O sea, una inutilidad más, como aquel puente de Coria (Cáceres) tendido sobre un río sin agua, cuyo arquitecto fue conocido con el sobrenombre del Bobo de Coria, en recuerdo del Calabacillas, pintado por Velázquez y archivado en el Prado bajo el topónimo cacereño. La nueva Autoridad Fiscal es obra de un ministro adicto al claroscuro de la Corte de los Milagros.
Mirada etrusca y rostro tumefacto. Montoro no rinde tributo a la verdad. Él es la mentira del Régimen, como Solís fue la sonrisa en la España de fajín y correaje. Practica el tiro al blanco con los consejeros de Economía (los del café para todos, excluidas las diputaciones forales). Se muestra magnánimo. Apunta, pongamos por caso al emérito Mas-Colell, y antes de apretar el gatillo dice por lo bajini: “te perdono la vida”, como aquel oficial de la Wehrmacht que dirige un campo de concentración en La lista de Schindler, la película en blanco y negro de Steven Spielberg.
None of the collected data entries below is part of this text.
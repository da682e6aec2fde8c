//! Stale-device reaper.
//!
//! Devices that stop reporting keep their last written status forever
//! unless something demotes them. [`StalenessReaper::sweep`] finds every
//! non-offline device silent past the threshold and marks it offline.
//!
//! Unlike the snapshot path, a store failure here is a hard error: the
//! caller triggered a sweep to act on the result, so it must learn that
//! the sweep did not run.

use std::sync::Arc;
use std::time::Duration;

use chrono::{DateTime, Utc};
use serde::Serialize;

use crate::error::{CoreError, StoreError};
use crate::model::StaleDevice;
use crate::store::DeviceStore;

/// Attempts to reach the store before a sweep is abandoned.
const PING_ATTEMPTS: u32 = 3;
/// Delay between those attempts.
const PING_RETRY_DELAY: Duration = Duration::from_secs(1);

/// Outcome of one staleness sweep.
#[derive(Debug, Clone, Serialize)]
pub struct SweepReport {
    /// Devices demoted to offline by this sweep.
    pub demoted: Vec<StaleDevice>,
    /// When the sweep ran.
    pub swept_at: DateTime<Utc>,
}

impl SweepReport {
    pub fn count(&self) -> usize {
        self.demoted.len()
    }
}

/// Demotes devices that went silent past a threshold.
#[derive(Clone)]
pub struct StalenessReaper {
    store: Arc<dyn DeviceStore>,
    ping_retry_delay: Duration,
}

impl StalenessReaper {
    pub fn new(store: Arc<dyn DeviceStore>) -> Self {
        Self {
            store,
            ping_retry_delay: PING_RETRY_DELAY,
        }
    }

    /// Shrink the connectivity-retry delay (tests).
    pub fn with_ping_retry_delay(mut self, delay: Duration) -> Self {
        self.ping_retry_delay = delay;
        self
    }

    /// Run one sweep with the given staleness threshold.
    ///
    /// Idempotent: a second sweep with no intervening reports demotes
    /// nothing. Errors only when the store stays unreachable through the
    /// connectivity retry budget, or the sweep statement itself fails.
    pub async fn sweep(&self, threshold: Duration) -> Result<SweepReport, CoreError> {
        self.ensure_reachable().await?;

        let demoted = self.store.mark_stale_offline(threshold).await?;
        let report = SweepReport {
            demoted,
            swept_at: Utc::now(),
        };

        if report.count() > 0 {
            tracing::info!(
                demoted = report.count(),
                threshold_secs = threshold.as_secs(),
                "staleness sweep demoted silent devices"
            );
        } else {
            tracing::debug!("staleness sweep found no silent devices");
        }
        Ok(report)
    }

    /// Bounded connectivity check before the sweep statement runs.
    async fn ensure_reachable(&self) -> Result<(), CoreError> {
        let mut last_err: Option<StoreError> = None;
        for attempt in 1..=PING_ATTEMPTS {
            match self.store.ping().await {
                Ok(()) => return Ok(()),
                Err(e) => {
                    tracing::warn!(error = %e, attempt, "device store unreachable before sweep");
                    last_err = Some(e);
                    if attempt < PING_ATTEMPTS {
                        tokio::time::sleep(self.ping_retry_delay).await;
                    }
                }
            }
        }
        Err(CoreError::SweepUnavailable {
            attempts: PING_ATTEMPTS,
            source: last_err
                .unwrap_or_else(|| StoreError::Unavailable("unreachable".into())),
        })
    }
}

#[cfg(test)]
mod tests {
    use super::*;
    use crate::model::{DeviceStatus, NewDevice};
    use crate::store::MemoryStore;

    fn device(name: &str, status: DeviceStatus, minutes_ago: i64) -> NewDevice {
        NewDevice {
            name: name.to_string(),
            serial: format!("SN-{name}"),
            status,
            last_seen: Utc::now() - chrono::Duration::minutes(minutes_ago),
        }
    }

    #[tokio::test]
    async fn sweep_demotes_only_silent_non_offline_devices() {
        let store = Arc::new(MemoryStore::new());
        store.insert_device(device("silent", DeviceStatus::Active, 11)).await.unwrap();
        store
            .insert_device(device("silent-auth", DeviceStatus::AuthRequired, 30))
            .await
            .unwrap();
        store.insert_device(device("fresh", DeviceStatus::Active, 2)).await.unwrap();
        store
            .insert_device(device("already-off", DeviceStatus::Offline, 120))
            .await
            .unwrap();

        let reaper = StalenessReaper::new(Arc::clone(&store) as Arc<dyn DeviceStore>);
        let report = reaper.sweep(Duration::from_secs(600)).await.unwrap();

        assert_eq!(report.count(), 2);
        let mut names: Vec<&str> = report.demoted.iter().map(|d| d.name.as_str()).collect();
        names.sort_unstable();
        assert_eq!(names, ["silent", "silent-auth"]);

        // Second sweep right away: idempotent.
        let again = reaper.sweep(Duration::from_secs(600)).await.unwrap();
        assert_eq!(again.count(), 0);
    }

    #[tokio::test(start_paused = true)]
    async fn unreachable_store_is_a_hard_error() {
        let store = Arc::new(MemoryStore::new());
        store.set_available(false);

        let reaper = StalenessReaper::new(Arc::clone(&store) as Arc<dyn DeviceStore>);
        let err = reaper.sweep(Duration::from_secs(600)).await.unwrap_err();
        assert!(matches!(err, CoreError::SweepUnavailable { attempts: 3, .. }));
    }
}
Es de los que piensan “yo no me relajo”, sin tener en cuenta que lleva demasiado prieta la hebilla del cinturón. Su última extravagancia –reducir del déficit público la reclamación de deudas no meritadas de los contribuyentes– no superó los controles de Bruselas. Su truco chocó con Eurostat y nos costará dinero porque, ahora, la UE obliga a España a pagar el 5% de interés de las devoluciones de los impuestos no abonados, que Hacienda retrasó para cuadrar a su antojo el déficit de 2012.
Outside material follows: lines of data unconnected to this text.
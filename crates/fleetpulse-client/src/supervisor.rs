//! Connection supervisor: an explicit finite-state machine over the
//! push channel with capped exponential backoff and permanent polling
//! fallback.
//!
//! States and transitions:
//!
//! ```text
//! Init ──pull ok──▶ Connecting ──open──▶ Connected
//!  │                    ▲  │                 │
//!  │pull failed         │  │timeout/error    │channel error/close
//!  ▼                    │  ▼                 ▼
//! Polling ◀──budget──  RetryWait ◀───────────┘
//! (terminal)   spent
//! ```
//!
//! Once the retry budget is spent, `Polling` is terminal for the life
//! of the session: the supervisor never attempts to re-establish the
//! push channel. That mirrors the deployed behavior this system
//! replaces and is deliberate, not an oversight.
//!
//! The supervisor is single-threaded cooperative: one `select!` loop
//! reacts to channel events, timers, and the cancellation token, so
//! exactly one event drives a transition at a time.

use tokio::sync::{mpsc, watch};
use tokio_util::sync::CancellationToken;
use url::Url;

use fleetpulse_core::{Connectivity, Snapshot, SnapshotOrigin, TimingPolicy};

use crate::error::ClientError;
use crate::poll::PollingClient;
use crate::sse::PushChannel;

// ── Public types ────────────────────────────────────────────────────

/// Where the supervisor currently is in its lifecycle.
#[derive(Debug, Clone, Copy, PartialEq, Eq)]
pub enum ConnectionState {
    /// Probing whether the server answers at all.
    Init,
    /// Opening the push channel.
    Connecting,
    /// Push channel open, snapshots flowing.
    Connected,
    /// Backing off before another open attempt.
    RetryWait,
    /// Permanent pull-mode fallback (terminal).
    Polling,
}

impl ConnectionState {
    pub fn as_str(self) -> &'static str {
        match self {
            Self::Init => "init",
            Self::Connecting => "connecting",
            Self::Connected => "connected",
            Self::RetryWait => "retry-wait",
            Self::Polling => "polling",
        }
    }
}

/// One delivered update: the latest snapshot plus how it got here.
#[derive(Debug, Clone)]
pub struct StatusUpdate {
    pub snapshot: Snapshot,
    pub connectivity: Connectivity,
    pub state: ConnectionState,
}

/// Everything the supervisor needs to run.
#[derive(Clone)]
pub struct SupervisorConfig {
    pub base_url: Url,
    pub policy: TimingPolicy,
}

impl SupervisorConfig {
    pub fn new(base_url: Url, policy: TimingPolicy) -> Self {
        Self { base_url, policy }
    }
}

/// Handle to a running supervisor.
///
/// Updates arrive on a `watch` channel (latest-value-wins, matching the
/// delivery semantics of the stream itself); state transitions arrive
/// on an unbounded channel so none is ever missed.
pub struct SupervisorHandle {
    updates: watch::Receiver<Option<StatusUpdate>>,
    transitions: mpsc::UnboundedReceiver<ConnectionState>,
    cancel: CancellationToken,
}

impl SupervisorHandle {
    /// Subscribe to delivered updates.
    pub fn updates(&self) -> watch::Receiver<Option<StatusUpdate>> {
        self.updates.clone()
    }

    /// The most recent update, if any was delivered yet.
    pub fn latest(&self) -> Option<StatusUpdate> {
        self.updates.borrow().clone()
    }

    /// Next state transition. `None` once the supervisor task exited.
    pub async fn next_transition(&mut self) -> Option<ConnectionState> {
        self.transitions.recv().await
    }

    /// Stop the supervisor: closes any open push channel and cancels
    /// pending timers, from any state.
    pub fn shutdown(&self) {
        self.cancel.cancel();
    }
}

// ── Supervisor ──────────────────────────────────────────────────────

/// Spawns and owns the connection state machine for one subscriber.
pub struct ConnectionSupervisor;

impl ConnectionSupervisor {
    /// Start supervising. Returns immediately; the first update arrives
    /// asynchronously on the handle.
    pub fn spawn(config: SupervisorConfig) -> Result<SupervisorHandle, ClientError> {
        let http = reqwest::Client::builder()
            .user_agent(concat!("fleetpulse-client/", env!("CARGO_PKG_VERSION")))
            .build()?;
        let poller = PollingClient::with_http(http.clone(), &config.base_url)?;

        let (update_tx, update_rx) = watch::channel(None);
        let (state_tx, state_rx) = mpsc::unbounded_channel();
        let cancel = CancellationToken::new();

        let runner = Runner {
            config,
            http,
            poller,
            update_tx,
            state_tx,
            cancel: cancel.clone(),
        };
        tokio::spawn(runner.run());

        Ok(SupervisorHandle {
            updates: update_rx,
            transitions: state_rx,
            cancel,
        })
    }
}

struct Runner {
    config: SupervisorConfig,
    http: reqwest::Client,
    poller: PollingClient,
    update_tx: watch::Sender<Option<StatusUpdate>>,
    state_tx: mpsc::UnboundedSender<ConnectionState>,
    cancel: CancellationToken,
}

impl Runner {
    async fn run(self) {
        let mut state = ConnectionState::Init;
        let mut retries: u32 = 0;
        self.announce(state);

        // INIT: if even a single pull fails there is no point opening a
        // push channel; go straight to polling.
        match self.guarded(self.poller.pull()).await {
            None => return,
            Some(Ok(snapshot)) => {
                self.deliver(snapshot, ConnectionState::Init);
                state = self.transition(state, ConnectionState::Connecting);
            }
            Some(Err(e)) => {
                tracing::warn!(error = %e, "initial pull failed, skipping push channel");
                state = self.transition(state, ConnectionState::Polling);
            }
        }

        loop {
            match state {
                ConnectionState::Connecting => {
                    match self
                        .guarded(PushChannel::open(
                            &self.http,
                            &self.config.base_url,
                            self.config.policy.connect_timeout,
                        ))
                        .await
                    {
                        None => return,
                        Some(Ok(channel)) => {
                            retries = 0;
                            state = self.transition(state, ConnectionState::Connected);
                            state = self.consume(channel, state).await;
                            if self.cancel.is_cancelled() {
                                return;
                            }
                        }
                        Some(Err(e)) => {
                            tracing::warn!(error = %e, "push channel open failed");
                            state = self.transition(state, ConnectionState::RetryWait);
                        }
                    }
                }
                ConnectionState::RetryWait => {
                    retries += 1;
                    if retries >= self.config.policy.max_push_retries {
                        tracing::info!(
                            retries,
                            "push retry budget spent, falling back to polling for this session"
                        );
                        state = self.transition(state, ConnectionState::Polling);
                    } else {
                        // The counter is already incremented: the first
                        // observed wait is base * 2^1.
                        let delay = self.config.policy.backoff_delay(retries);
                        tracing::info!(delay_ms = delay.as_millis() as u64, retries, "backing off");
                        tokio::select! {
                            biased;
                            () = self.cancel.cancelled() => return,
                            () = tokio::time::sleep(delay) => {}
                        }
                        state = self.transition(state, ConnectionState::Connecting);
                    }
                }
                ConnectionState::Polling => {
                    self.poll_forever().await;
                    return;
                }
                // Init is left before the loop; Connected inside
                // `consume`. Reaching them here is unrepresentable.
                ConnectionState::Init | ConnectionState::Connected => return,
            }
        }
    }

    /// Consume the open channel until it errors or closes. Returns the
    /// follow-up state.
    async fn consume(&self, mut channel: PushChannel, state: ConnectionState) -> ConnectionState {
        loop {
            match self.guarded(channel.next_snapshot()).await {
                None => return state,
                Some(Ok(Some(snapshot))) => {
                    self.deliver(snapshot, ConnectionState::Connected);
                }
                Some(Ok(None)) => {
                    tracing::info!("push channel closed by server");
                    return self.transition(state, ConnectionState::RetryWait);
                }
                Some(Err(e)) => {
                    tracing::warn!(error = %e, "push channel error");
                    return self.transition(state, ConnectionState::RetryWait);
                }
            }
        }
    }

    /// Terminal pull loop: one request per interval, errors logged and
    /// retried next tick — the interval itself throttles load.
    async fn poll_forever(&self) {
        let mut ticker = tokio::time::interval(self.config.policy.poll_interval);
        ticker.set_missed_tick_behavior(tokio::time::MissedTickBehavior::Delay);

        loop {
            tokio::select! {
                biased;
                () = self.cancel.cancelled() => return,
                _ = ticker.tick() => {
                    match self.poller.pull().await {
                        Ok(snapshot) => self.deliver(snapshot, ConnectionState::Polling),
                        Err(e) => {
                            tracing::warn!(error = %e, "poll failed, retrying next tick");
                        }
                    }
                }
            }
        }
    }

    /// Run a future unless cancellation wins. `None` means shut down.
    async fn guarded<F, T>(&self, fut: F) -> Option<T>
    where
        F: Future<Output = T>,
    {
        tokio::select! {
            biased;
            () = self.cancel.cancelled() => None,
            out = fut => Some(out),
        }
    }

    fn transition(&self, from: ConnectionState, to: ConnectionState) -> ConnectionState {
        tracing::debug!(from = from.as_str(), to = to.as_str(), "state transition");
        self.announce(to);
        to
    }

    fn announce(&self, state: ConnectionState) {
        // A dropped handle just means nobody is watching transitions.
        let _ = self.state_tx.send(state);
    }

    /// Report a snapshot to the consumer with the connectivity tag for
    /// the state it arrived in.
    fn deliver(&self, snapshot: Snapshot, state: ConnectionState) {
        let connectivity = match (state, snapshot.origin) {
            (_, SnapshotOrigin::Error) => Connectivity::Error,
            (ConnectionState::Connected, _) => Connectivity::Live,
            // The initial pull carries the backend's own verdict: a
            // healthy first paint is live even though the push channel
            // is not open yet.
            (ConnectionState::Init, SnapshotOrigin::Live) => Connectivity::Live,
            _ => Connectivity::Fallback,
        };
        let _ = self.update_tx.send(Some(StatusUpdate {
            snapshot,
            connectivity,
            state,
        }));
    }
}

// ── Tests ───────────────────────────────────────────────────────────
Se siente pinzado entre la desamortización andaluza y la Agencia Tributaria catalana. Mientras la Junta de José Antonio Griñán promete expropiar los pisos ejecutados por los bancos y Rubalcaba trata de extender la medida en toda España, a Montoro se le eriza el vello. El ministro cree en el derecho inalienable de propiedad. Su propiedad, claro; todos recuerdan que sus tres viviendas madrileñas no fueron suficientes para que él prescindiera de las dietas del Congreso, en su última etapa de diputado.
Es ineficiente a fuer de insistente. Veinte hombres de negro inspeccionan estos días la Feria de Abril de Sevilla, donde técnicos de Hacienda y Trabajo piden facturas y contratos a los titulares de las casetas. Después vendrá el Rocío. Este hombre, que amenaza con registrar el refajo de la Blanca Paloma, controla cuentas, limita cargos y despide funcionarios en los municipios españoles con menos de 5.000 habitantes. Cree perseguir el fraude pero obsequia a los defraudadores con una amnistía fiscal. Se le escapan los peces gordos: las grandes empresas sólo aportan a Hacienda el 17,7% de sus beneficios.
Es decir, de cada 100 euros que obtienen como beneficios, apenas pagan 18 al fisco. Las bonificaciones y deducciones en el Impuesto de Sociedades permiten a las grandes empresas reducir notablemente su factura con Hacienda, hasta el punto de que, en el último ejercicio, el pago de impuestos de nuestras multinacionales se ha reducido un 2,5%. Y mientras se vacían las alacenas del Estado, al ministro le preocupa su imagen. Tiene más de 20 pleitos abiertos con medios de comunicación.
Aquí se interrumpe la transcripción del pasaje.